• What to produce:
Your answer must consist of one number: how many lines in the records contain "joined".

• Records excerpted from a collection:
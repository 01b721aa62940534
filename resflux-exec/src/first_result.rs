// Copyright 2025 Umberto Gotti <umberto.gotti@umbertogotti.dev>
// Licensed under the Apache License, Version 2.0
// http://www.apache.org/licenses/LICENSE-2.0

use async_trait::async_trait;
use futures::stream::{Stream, StreamExt};
use resflux_core::ResfluxError;

/// Extension trait for awaiting the first item of a result-carrying stream.
///
/// The stream is dropped as soon as the first item arrives, which releases any
/// sources it still holds.
#[async_trait]
pub trait FirstResultExt<T, E>: Stream<Item = Result<T, E>> + Sized {
    /// Resolves with the first item, success or failure.
    ///
    /// # Errors
    ///
    /// Returns [`ResfluxError::EmptyStream`] if the stream ends without an item.
    ///
    /// # Examples
    ///
    /// ```rust
    /// use resflux_exec::FirstResultExt;
    /// use resflux_stream::{source, ForkJoinResultExt};
    ///
    /// # #[tokio::main]
    /// # async fn main() {
    /// let joined = vec![source::ok::<_, &str>(1), source::err("bar_err")].fork_join_result();
    /// assert_eq!(joined.first_result().await.unwrap(), Err("bar_err"));
    /// # }
    /// ```
    async fn first_result(self) -> resflux_core::Result<Result<T, E>>;

    /// Resolves with the first success, lifting a failure into [`ResfluxError::UserError`].
    ///
    /// # Errors
    ///
    /// - [`ResfluxError::UserError`] wrapping the source failure if the first item is `Err`
    /// - [`ResfluxError::EmptyStream`] if the stream ends without an item
    async fn first_ok(self) -> resflux_core::Result<T>
    where
        E: std::error::Error + Send + Sync + 'static;
}

#[async_trait]
impl<S, T, E> FirstResultExt<T, E> for S
where
    S: Stream<Item = Result<T, E>> + Send + 'static,
    T: Send + 'static,
    E: Send + 'static,
{
    async fn first_result(self) -> resflux_core::Result<Result<T, E>> {
        let mut stream = Box::pin(self);
        stream.next().await.ok_or(ResfluxError::EmptyStream)
    }

    async fn first_ok(self) -> resflux_core::Result<T>
    where
        E: std::error::Error + Send + Sync + 'static,
    {
        self.first_result().await?.map_err(ResfluxError::user_error)
    }
}
// Copyright 2025 Umberto Gotti <umberto.gotti@umbertogotti.dev>
// Licensed under the Apache License, Version 2.0
// http://www.apache.org/licenses/LICENSE-2.0

//! Consumers for result-carrying streams.
//!
//! - [`SubscribeResultExt::subscribe_result`] drives a stream on a spawned task and
//!   dispatches successes, failures and completion to callbacks
//! - [`FirstResultExt::first_result`] and [`FirstResultExt::first_ok`] await the
//!   first item of a stream

#![allow(clippy::multiple_crate_versions, clippy::doc_markdown)]
#[macro_use]
mod logging;
pub mod first_result;
#[cfg(feature = "runtime-tokio")]
pub mod subscribe_result;

pub use first_result::FirstResultExt;
#[cfg(feature = "runtime-tokio")]
pub use subscribe_result::{SubscribeResultExt, Subscription};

• Solution to this exercise:
2